Content starts
//! Journaled atomic transactions: staged create/replace/delete operations
//! that become visible only via rename, with crash recovery over `.txn/`.

mod journal;
mod manager;
mod recovery;

pub use journal::{Journal, JournalEntry, Op, TxnState};
pub use manager::Manager;
pub use recovery::{RecoverySummary, recover};
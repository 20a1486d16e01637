//! sietch - a local content-addressed vault.
//!
//! Thin CLI wrapper: argument parsing and the user-facing summary printing
//! belong here; every behavior they exercise lives in the `sietch` library.

mod allocator;
mod cli;

use std::process;

use clap::Parser;
use cli::Cli;

fn main() {
    tracing_subscriber::fmt()
        .with_env_filter(tracing_subscriber::EnvFilter::from_default_env())
        .init();

    let cli = Cli::parse();
    if let Err(e) = cli::run(cli) {
        eprintln!("Error: {e:?}");
        process::exit(1);
    }
}
// crates/extract_snippets/src/render.rs

use std::io::{self, Write};

/// Writes one snippet under a `==> file [name] <==` header.
pub fn write_snippet<W: Write>(out: &mut W, file_id: &str, name: &str, text: &str) -> io::Result<()> {
    writeln!(out, "==> {file_id} [{name}] <==")?;
    if !text.is_empty() {
        writeln!(out, "{text}")?;
    }
    Ok(())
}
// crates/extract_snippets/src/lib.rs

use std::fs;
use std::io::{ErrorKind, Write};

use anyhow::{bail, Context, Result};
use comment_marker_snippets::{extract_str, normalize_name, strip_marker_lines};

pub mod config;
pub mod discovery;
pub mod render;

use config::RunConfig;
use discovery::collect_files;
use render::write_snippet;

/// Counts reported back to the binary for its exit status.
#[derive(Debug, Default, Clone, PartialEq, Eq)]
pub struct RunSummary {
    pub files_scanned: usize,
    pub snippets_printed: usize,
    pub diagnostics: usize,
}

/// Scans every selected file, writing snippets to `out` and diagnostics and
/// warnings to `err`.
///
/// Each file gets its own engine invocation; nothing is shared between files.
/// With `config.name` set, it is an error for no file to resolve that name.
pub fn run<W: Write, E: Write>(config: &RunConfig, out: &mut W, err: &mut E) -> Result<RunSummary> {
    let options = config.extract_options();
    let wanted = config.name.as_deref().map(normalize_name);
    let files = collect_files(&config.paths, &config.extensions)?;
    let mut summary = RunSummary::default();

    for file in files {
        let content = match fs::read_to_string(&file) {
            Ok(content) => content,
            Err(e) if e.kind() == ErrorKind::InvalidData => {
                writeln!(err, "Warning: skipping {} (not valid UTF-8)", file.display())?;
                continue;
            }
            Err(e) => {
                return Err(e).with_context(|| format!("Error reading file {}", file.display()))
            }
        };
        let file_id = file.display().to_string();
        let extraction = extract_str(&file_id, &content, &options);
        summary.files_scanned += 1;

        for diagnostic in &extraction.diagnostics {
            writeln!(err, "{diagnostic}")?;
        }
        summary.diagnostics += extraction.diagnostics.len();

        for (name, text) in &extraction.snippets {
            if wanted.as_deref().is_some_and(|w| w != name.as_str()) {
                continue;
            }
            let text = if config.strip_markers {
                strip_marker_lines(text, &options)
            } else {
                text.clone()
            };
            write_snippet(out, &file_id, name.as_str(), &text)
                .with_context(|| format!("Failed to write snippet [{name}]"))?;
            summary.snippets_printed += 1;
        }
    }

    if let Some(name) = wanted {
        if summary.snippets_printed == 0 {
            bail!("No scanned file contains a complete [{}] marker span", name);
        }
    }
    log::debug!("{summary:?}");
    Ok(summary)
}
// crates/extract_snippets/src/main.rs

use std::io;
use std::process;

use anyhow::Result;
use extract_snippets::config::{build_cli, RunConfig};
use extract_snippets::run;

fn main() -> Result<()> {
    let matches = build_cli().get_matches();
    let config = RunConfig::from_matches(&matches);

    let mut logger = env_logger::Builder::from_env(env_logger::Env::default().default_filter_or("warn"));
    if config.verbose {
        logger.filter_level(log::LevelFilter::Debug);
    }
    logger.init();
    log::debug!("{config:?}");

    let stdout = io::stdout();
    let stderr = io::stderr();
    let summary = run(&config, &mut stdout.lock(), &mut stderr.lock())?;

    if config.strict && summary.diagnostics > 0 {
        eprintln!(
            "Error: {} marker diagnostic(s) reported in strict mode.",
            summary.diagnostics
        );
        process::exit(1);
    }
    Ok(())
}
// crates/comment_marker_snippets/src/diagnostic.rs

use std::fmt;

use crate::marker_tag::MarkerName;

#[derive(Debug, Clone, Copy, PartialEq, Eq, Hash)]
pub enum DiagnosticKind {
    /// Opened but never closed before end of file.
    UnclosedMarker,
    /// Seen again after its pair was already complete.
    DuplicateMarker,
}

/// A non-fatal report of malformed marker usage in one file.
///
/// `lines` holds `[open_line]` for an unclosed marker and
/// `[open_line, close_line, extra_line]` for a duplicate.
#[derive(Debug, Clone, PartialEq, Eq)]
pub struct Diagnostic {
    pub kind: DiagnosticKind,
    pub file_id: String,
    pub name: MarkerName,
    pub lines: Vec<usize>,
}

impl Diagnostic {
    pub(crate) fn unclosed(file_id: &str, name: MarkerName, open_line: usize) -> Self {
        Diagnostic {
            kind: DiagnosticKind::UnclosedMarker,
            file_id: file_id.to_string(),
            name,
            lines: vec![open_line],
        }
    }

    pub(crate) fn duplicate(
        file_id: &str,
        name: MarkerName,
        open_line: usize,
        close_line: usize,
        extra_line: usize,
    ) -> Self {
        Diagnostic {
            kind: DiagnosticKind::DuplicateMarker,
            file_id: file_id.to_string(),
            name,
            lines: vec![open_line, close_line, extra_line],
        }
    }

    /// The line the problem points at: the open line of an unclosed marker,
    /// the extra occurrence of a duplicate.
    pub fn line(&self) -> usize {
        match self.kind {
            DiagnosticKind::UnclosedMarker => self.lines[0],
            DiagnosticKind::DuplicateMarker => self.lines[self.lines.len() - 1],
        }
    }
}

impl fmt::Display for Diagnostic {
    fn fmt(&self, f: &mut fmt::Formatter<'_>) -> fmt::Result {
        match self.kind {
            DiagnosticKind::UnclosedMarker => write!(
                f,
                "{}:{}: marker [{}] is never closed",
                self.file_id,
                self.line(),
                self.name
            ),
            DiagnosticKind::DuplicateMarker => write!(
                f,
                "{}:{}: duplicate marker [{}] (already paired on lines {} and {})",
                self.file_id,
                self.line(),
                self.name,
                self.lines[0],
                self.lines[1]
            ),
        }
    }
}
// crates/extract_snippets/src/discovery.rs

use std::path::{Path, PathBuf};

use anyhow::{bail, Result};
use walkdir::WalkDir;

/// Expands `paths` into the list of files to scan.
///
/// Files named directly are always kept. Directories are walked recursively
/// in file-name order, keeping regular files whose extension is in
/// `extensions` (case-insensitive; an empty list keeps everything).
pub fn collect_files(paths: &[PathBuf], extensions: &[String]) -> Result<Vec<PathBuf>> {
    let mut files = Vec::new();
    for path in paths {
        if path.is_file() {
            files.push(path.clone());
        } else if path.is_dir() {
            let walked = WalkDir::new(path)
                .sort_by_file_name()
                .into_iter()
                .filter_map(|entry| match entry {
                    Ok(entry) => Some(entry),
                    Err(err) => {
                        log::warn!("skipping unreadable entry: {err}");
                        None
                    }
                })
                .filter(|entry| entry.file_type().is_file())
                .map(|entry| entry.into_path())
                .filter(|file| has_wanted_extension(file, extensions));
            files.extend(walked);
        } else {
            bail!("Path {} does not exist", path.display());
        }
    }
    log::debug!("{} file(s) selected for scanning", files.len());
    Ok(files)
}

fn has_wanted_extension(path: &Path, extensions: &[String]) -> bool {
    if extensions.is_empty() {
        return true;
    }
    path.extension()
        .and_then(|s| s.to_str())
        .map(|ext| extensions.iter().any(|wanted| wanted.eq_ignore_ascii_case(ext)))
        .unwrap_or(false)
}
// crates/extract_snippets/src/config.rs

use std::env;
use std::path::PathBuf;

use clap::{Arg, ArgAction, ArgMatches, Command};
use comment_marker_snippets::ExtractOptions;

/// Runtime configuration composed from CLI flags and environment overrides.
#[derive(Clone, Debug, Default)]
pub struct RunConfig {
    pub paths: Vec<PathBuf>,
    pub name: Option<String>,
    pub extensions: Vec<String>, // empty == every walked file
    pub strip_markers: bool,
    pub extended_styles: bool, // mirrors SNIPPET_EXTENDED_STYLES
    pub strict: bool,          // mirrors SNIPPET_STRICT
    pub verbose: bool,
}

pub fn build_cli() -> Command {
    Command::new("extract_snippets")
        .version("0.1.0")
        .about("Extracts snippets bounded by paired [name] marker comments")
        .arg(
            Arg::new("paths")
                .value_name("PATH")
                .required(true)
                .num_args(1..)
                .value_parser(clap::value_parser!(PathBuf))
                .help("Files or directories to scan"),
        )
        .arg(
            Arg::new("name")
                .long("name")
                .num_args(1)
                .help("Only print the snippet with this marker name"),
        )
        .arg(
            Arg::new("ext")
                .long("ext")
                .action(ArgAction::Append)
                .help("Only scan walked files with this extension (repeatable)"),
        )
        .arg(
            Arg::new("strip_markers")
                .long("strip-markers")
                .help("Remove nested marker lines from printed snippets")
                .action(ArgAction::SetTrue),
        )
        .arg(
            Arg::new("extended_styles")
                .long("extended-styles")
                .help("Also recognize ## and single-line HTML comment markers")
                .action(ArgAction::SetTrue),
        )
        .arg(
            Arg::new("strict")
                .long("strict")
                .help("Exit with status 1 when any marker diagnostic is reported")
                .action(ArgAction::SetTrue),
        )
        .arg(
            Arg::new("verbose")
                .long("verbose")
                .help("Enable verbose logging")
                .action(ArgAction::SetTrue),
        )
}

impl RunConfig {
    pub fn from_matches(matches: &ArgMatches) -> Self {
        RunConfig {
            paths: matches
                .get_many::<PathBuf>("paths")
                .unwrap_or_default()
                .cloned()
                .collect(),
            name: matches.get_one::<String>("name").cloned(),
            extensions: matches
                .get_many::<String>("ext")
                .unwrap_or_default()
                .map(|ext| ext.trim_start_matches('.').to_string())
                .collect(),
            strip_markers: matches.get_flag("strip_markers"),
            extended_styles: matches.get_flag("extended_styles")
                || env_flag("SNIPPET_EXTENDED_STYLES"),
            strict: matches.get_flag("strict") || env_flag("SNIPPET_STRICT"),
            verbose: matches.get_flag("verbose"),
        }
    }

    pub fn extract_options(&self) -> ExtractOptions {
        if self.extended_styles {
            ExtractOptions::extended()
        } else {
            ExtractOptions::default()
        }
    }
}

/// Any non-empty value other than "0" turns the flag on.
fn env_flag(var: &str) -> bool {
    env::var(var)
        .map(|value| !value.is_empty() && value != "0")
        .unwrap_or(false)
}

#[cfg(test)]
mod tests {
    use super::*;
    use comment_marker_snippets::CommentStyle;

    fn parse(args: &[&str]) -> RunConfig {
        let matches = build_cli().try_get_matches_from(args).unwrap();
        RunConfig::from_matches(&matches)
    }

    #[test]
    fn test_defaults() {
        let config = parse(&["extract_snippets", "src"]);
        assert_eq!(config.paths, vec![PathBuf::from("src")]);
        assert_eq!(config.name, None);
        assert!(config.extensions.is_empty());
        assert!(!config.strip_markers);
        assert!(!config.verbose);
    }

    #[test]
    fn test_all_flags() {
        let config = parse(&[
            "extract_snippets",
            "--name",
            "marker 4",
            "--ext",
            ".rs",
            "--ext",
            "cpp",
            "--strip-markers",
            "--extended-styles",
            "--strict",
            "--verbose",
            "a.rs",
            "docs",
        ]);
        assert_eq!(config.paths, vec![PathBuf::from("a.rs"), PathBuf::from("docs")]);
        assert_eq!(config.name.as_deref(), Some("marker 4"));
        assert_eq!(config.extensions, vec!["rs".to_string(), "cpp".to_string()]);
        assert!(config.strip_markers && config.extended_styles && config.strict && config.verbose);
        assert_eq!(config.extract_options().styles, CommentStyle::EXTENDED.to_vec());
    }

    #[test]
    fn test_paths_are_required() {
        assert!(build_cli().try_get_matches_from(["extract_snippets"]).is_err());
    }
}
Content ends
= Problem description =
In the data above, find the line with "that become visible" and the line with "tracing_subscriber::fmt()". Retype both, plus every line between them, exactly.

= Solved exercise =
//! that become visible only via rename, with crash recovery over `.txn/`.

mod journal;
mod manager;
mod recovery;

pub use journal::{Journal, JournalEntry, Op, TxnState};
pub use manager::Manager;
pub use recovery::{RecoverySummary, recover};
repository 20a1486d16e01637
//! sietch - a local content-addressed vault.
//!
//! Thin CLI wrapper: argument parsing and the user-facing summary printing
//! belong here; every behavior they exercise lives in the `sietch` library.

mod allocator;
mod cli;

use std::process;

use clap::Parser;
use cli::Cli;

fn main() {
    tracing_subscriber::fmt()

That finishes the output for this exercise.